• **DATA IN THIS EXERCISE**:

□ □ □ □

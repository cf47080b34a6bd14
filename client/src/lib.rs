/* -------------------------------------------------------------------------- *\
 *        Apache 2.0 License Copyright © 2023-2025 The Kubuild Authors        *
 *                                                                            *
 *         +-------------------------------------------------------+          *
 *         | ██╗  ██╗██╗   ██╗██████╗ ██╗   ██╗██╗██╗     ██████╗  |          *
 *         | ██║ ██╔╝██║   ██║██╔══██╗██║   ██║██║██║     ██╔══██╗ |          *
 *         | █████╔╝ ██║   ██║██████╔╝██║   ██║██║██║     ██║  ██║ |          *
 *         | ██╔═██╗ ██║   ██║██╔══██╗██║   ██║██║██║     ██║  ██║ |          *
 *         | ██║  ██╗╚██████╔╝██████╔╝╚██████╔╝██║███████╗██████╔╝ |          *
 *         | ╚═╝  ╚═╝ ╚═════╝ ╚═════╝  ╚═════╝ ╚═╝╚══════╝╚═════╝  |          *
 *         +-------------------------------------------------------+          *
 *                                                                            *
 *                   In-Cluster Image Builds for Kubernetes                   *
 *                                                                            *
 * -------------------------------------------------------------------------- *
 *                                                                            *
 *   Licensed under the Apache License, Version 2.0 (the "License");          *
 *   you may not use this file except in compliance with the License.         *
 *   You may obtain a copy of the License at                                  *
 *                                                                            *
 *       http://www.apache.org/licenses/LICENSE-2.0                           *
 *                                                                            *
 *   Unless required by applicable law or agreed to in writing, software      *
 *   distributed under the License is distributed on an "AS IS" BASIS,        *
 *   WITHOUT WARRANTIES OR CONDITIONS OF ANY KIND, either express or implied. *
 *   See the License for the specific language governing permissions and      *
 *   limitations under the License.                                           *
 *                                                                            *
\* -------------------------------------------------------------------------- */

//! BuildKit client plumbing: a control-API client that rides any byte
//! stream (unix socket or an exec tunnel into a builder pod), and the
//! client half of the session fabric that serves build context, secrets,
//! credentials, and export sinks back to the daemon during a solve.

// Lint groups: https://doc.rust-lang.org/rustc/lints/groups.html
#![warn(future_incompatible, nonstandard_style, unused)]
#![warn(
    improper_ctypes,
    non_shorthand_field_patterns,
    no_mangle_generic_items,
    unconditional_recursion,
    unused_comparisons,
    while_true
)]
#![warn(clippy::unwrap_used)]

pub use client::{BuildKitClient, ClientError};
pub use solve::{CacheEntry, ExportEntry, SolveOpt, SolveResult};

mod client;
pub mod session;
mod solve;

□ □ □ □

• **WORK TASK**:
Copy every line from the records that holds the string "under".

• **WRITTEN RESPONSE**:
 *   Licensed under the Apache License, Version 2.0 (the "License");          *
 *   distributed under the License is distributed on an "AS IS" BASIS,        *
 *   limitations under the License.                                           *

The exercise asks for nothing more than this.